Imagine your surprise if the provider of your Internet service — or, worse, a police detective — told you that you were in trouble for downloading child pornography. It could be happening without your knowledge, courtesy of a hacker who’s using your wireless network for nefarious purposes.
Wireless computing has changed the way we work, communicate and spend large chunks of our leisure time. Wireless networks have been subject to unauthorized use since the first “airport” freed users from an electronic tether.
Being wireless generally depends on a broadband Internet connection into your home; this “access point” is a cable or DSL line that runs into a modem. To create a wireless network, you connect the access point to a wireless router, which broadcasts a signal through the air, sometimes several hundred feet away.
The danger of such a setup is that anyone with a computer that can operate wirelessly can tap into that network. That could be a hacker hiding nearby, or even a neighbor. Any illicit activity over the network (on the hacker’s computer) can be traced back to your account.
In Orono, police have been investigating such activity at a local business. The firm has two network servers, one for the business, the other offered free for public use. Detective Andrew Whitehouse says someone hijacked the public server and gave it a crude name, which users saw when logging on.
The firm’s financial information wasn’t at risk because tight enough security protocols were in place. The more relaxed access rules that put the public users at ease made it less challenging for the hacker to gain access for his or her mischief. The lesson here is not to transmit or download sensitive or personal information if you’re not sure the wireless network in a public place is secure.
What about your wireless setup at home? Tighten security by using stronger passwords. The maker of your router likely gave it a standard default password; you should change it to a longer password, containing letters, numbers and symbols, and NO words you find in a dictionary.
You also can turn off a feature called identifier broadcasting. The router sends a signal to any device in the area, and hackers can use that signal.
If your wireless router permits, disable that feature. Your identifier is probably also a standard, default ID; change it to something unique that only you know.

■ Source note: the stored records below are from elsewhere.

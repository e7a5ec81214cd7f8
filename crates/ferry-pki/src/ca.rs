//! Self-signed CA creation and certificate inspection

use std::time::Duration;

use rcgen::{
    BasicConstraints, CertificateParams, DistinguishedName, DnType, DnValue, IsCa, KeyPair,
    KeyUsagePurpose,
};
use x509_parser::prelude::*;
use zeroize::Zeroizing;

use crate::fetcher::MemCertFetcher;
use crate::{parse_pem, PkiError, Result};

/// Compute `(now, now + duration)` for certificate generation
pub(crate) fn compute_validity(
    duration: Duration,
) -> Result<(::time::OffsetDateTime, ::time::OffsetDateTime)> {
    let now = ::time::OffsetDateTime::now_utc();
    let lifetime = ::time::Duration::try_from(duration).map_err(|e| {
        PkiError::CertificateGenerationFailed(format!("invalid validity duration: {}", e))
    })?;
    let not_after = now.checked_add(lifetime).ok_or_else(|| {
        PkiError::CertificateGenerationFailed("validity duration overflows".to_string())
    })?;
    Ok((now, not_after))
}

/// A CA certificate and its private key, both PEM
#[derive(Clone)]
pub struct CertificateAuthority {
    cert_pem: String,
    key_pem: Zeroizing<String>,
}

impl CertificateAuthority {
    /// Create a new self-signed CA valid for `validity` from now
    pub fn new_self_signed(common_name: &str, validity: Duration) -> Result<Self> {
        let mut params = CertificateParams::default();

        let mut dn = DistinguishedName::new();
        dn.push(
            DnType::CommonName,
            DnValue::Utf8String(common_name.to_string()),
        );
        params.distinguished_name = dn;

        params.is_ca = IsCa::Ca(BasicConstraints::Unconstrained);
        params.key_usages = vec![
            KeyUsagePurpose::KeyCertSign,
            KeyUsagePurpose::CrlSign,
            KeyUsagePurpose::DigitalSignature,
        ];

        let (not_before, not_after) = compute_validity(validity)?;
        params.not_before = not_before;
        params.not_after = not_after;

        let key_pair = KeyPair::generate().map_err(|e| {
            PkiError::KeyGenerationFailed(format!("failed to generate CA key: {}", e))
        })?;

        let cert = params.self_signed(&key_pair).map_err(|e| {
            PkiError::CertificateGenerationFailed(format!("failed to create CA cert: {}", e))
        })?;

        Ok(Self {
            cert_pem: cert.pem(),
            key_pem: Zeroizing::new(key_pair.serialize_pem()),
        })
    }

    /// CA certificate, PEM
    pub fn cert_pem(&self) -> &str {
        &self.cert_pem
    }

    /// CA private key, PKCS#8 PEM
    pub fn key_pem(&self) -> &str {
        &self.key_pem
    }

    /// A fetcher serving this CA's certificate and key
    pub fn mem_fetcher(&self) -> MemCertFetcher {
        MemCertFetcher::new(self.cert_pem.as_bytes(), self.key_pem.as_bytes())
    }
}

/// Fields of a parsed certificate
#[derive(Debug, Clone, PartialEq, Eq)]
pub struct CertificateInfo {
    /// Subject common name
    pub common_name: String,
    /// Subject organization values, in order
    pub organizations: Vec<String>,
    /// DNS subject alternative names, in order
    pub dns_names: Vec<String>,
    /// Start of validity (Unix timestamp)
    pub not_before: i64,
    /// End of validity (Unix timestamp)
    pub not_after: i64,
}

impl CertificateInfo {
    /// Parse the first certificate of a PEM document
    pub fn from_pem(pem_data: &str) -> Result<Self> {
        let der = parse_pem(pem_data)?;
        Self::from_der(&der)
    }

    /// Parse a DER certificate
    pub fn from_der(der: &[u8]) -> Result<Self> {
        let (_, cert) = X509Certificate::from_der(der)
            .map_err(|e| PkiError::ParseError(format!("failed to parse certificate: {}", e)))?;

        let common_name = cert
            .subject()
            .iter_common_name()
            .next()
            .and_then(|cn| cn.as_str().ok())
            .unwrap_or("")
            .to_string();

        let organizations = cert
            .subject()
            .iter_organization()
            .filter_map(|o| o.as_str().ok())
            .map(str::to_string)
            .collect();

        let dns_names = cert
            .subject_alternative_name()
            .map_err(|e| PkiError::ParseError(format!("failed to parse SAN extension: {}", e)))?
            .map(|san| {
                san.value
                    .general_names
                    .iter()
                    .filter_map(|name| match name {
                        GeneralName::DNSName(dns) => Some(dns.to_string()),
                        _ => None,
                    })
                    .collect()
            })
            .unwrap_or_default();

        Ok(Self {
            common_name,
            organizations,
            dns_names,
            not_before: cert.validity().not_before.timestamp(),
            not_after: cert.validity().not_after.timestamp(),
        })
    }

    /// Total lifetime in seconds
    pub fn lifetime_secs(&self) -> i64 {
        self.not_after - self.not_before
    }
}

#[cfg(test)]
mod tests {
    use super::*;
    use crate::CertFetcher;

    #[test]
    fn self_signed_ca_has_requested_subject_and_validity() {
        let ca = CertificateAuthority::new_self_signed("ferry-test-ca", Duration::from_secs(3600))
            .unwrap();

        assert!(ca.cert_pem().contains("BEGIN CERTIFICATE"));
        assert!(ca.key_pem().contains("BEGIN PRIVATE KEY"));

        let info = CertificateInfo::from_pem(ca.cert_pem()).unwrap();
        assert_eq!(info.common_name, "ferry-test-ca");
        assert!(info.organizations.is_empty());
        assert!(info.dns_names.is_empty());
        assert_eq!(info.lifetime_secs(), 3600);
    }

    #[tokio::test]
    async fn mem_fetcher_serves_ca_material() {
        let ca = CertificateAuthority::new_self_signed("ferry-test-ca", Duration::from_secs(60))
            .unwrap();
        let fetcher = ca.mem_fetcher();

        assert_eq!(fetcher.cert_bytes().await.unwrap(), ca.cert_pem().as_bytes());
        assert_eq!(
            fetcher.key_bytes().await.unwrap().as_slice(),
            ca.key_pem().as_bytes()
        );
    }

    #[test]
    fn validity_overflow_is_rejected() {
        assert!(matches!(
            compute_validity(Duration::from_secs(u64::MAX)),
            Err(PkiError::CertificateGenerationFailed(_))
        ));
    }

    #[test]
    fn info_rejects_non_certificate_pem() {
        let pem = "-----BEGIN CERTIFICATE-----\naGVsbG8=\n-----END CERTIFICATE-----\n";
        assert!(matches!(
            CertificateInfo::from_pem(pem),
            Err(PkiError::ParseError(_))
        ));
    }
}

As with any computer that visits the Internet, keep your anti-virus and anti-spyware up to date. Use a firewall. And use encryption to scramble the communications over your wireless network. Most wireless routers have encryption; if yours doesn’t, consider upgrading.
It’s also wise to turn off your wireless network when you’re not using it; hackers can’t access the systems when they’re turned off. Of a wireless network, Detective Whitehouse says, “It’s just as secure as having it hard-wired if you take those steps to keep it secure.”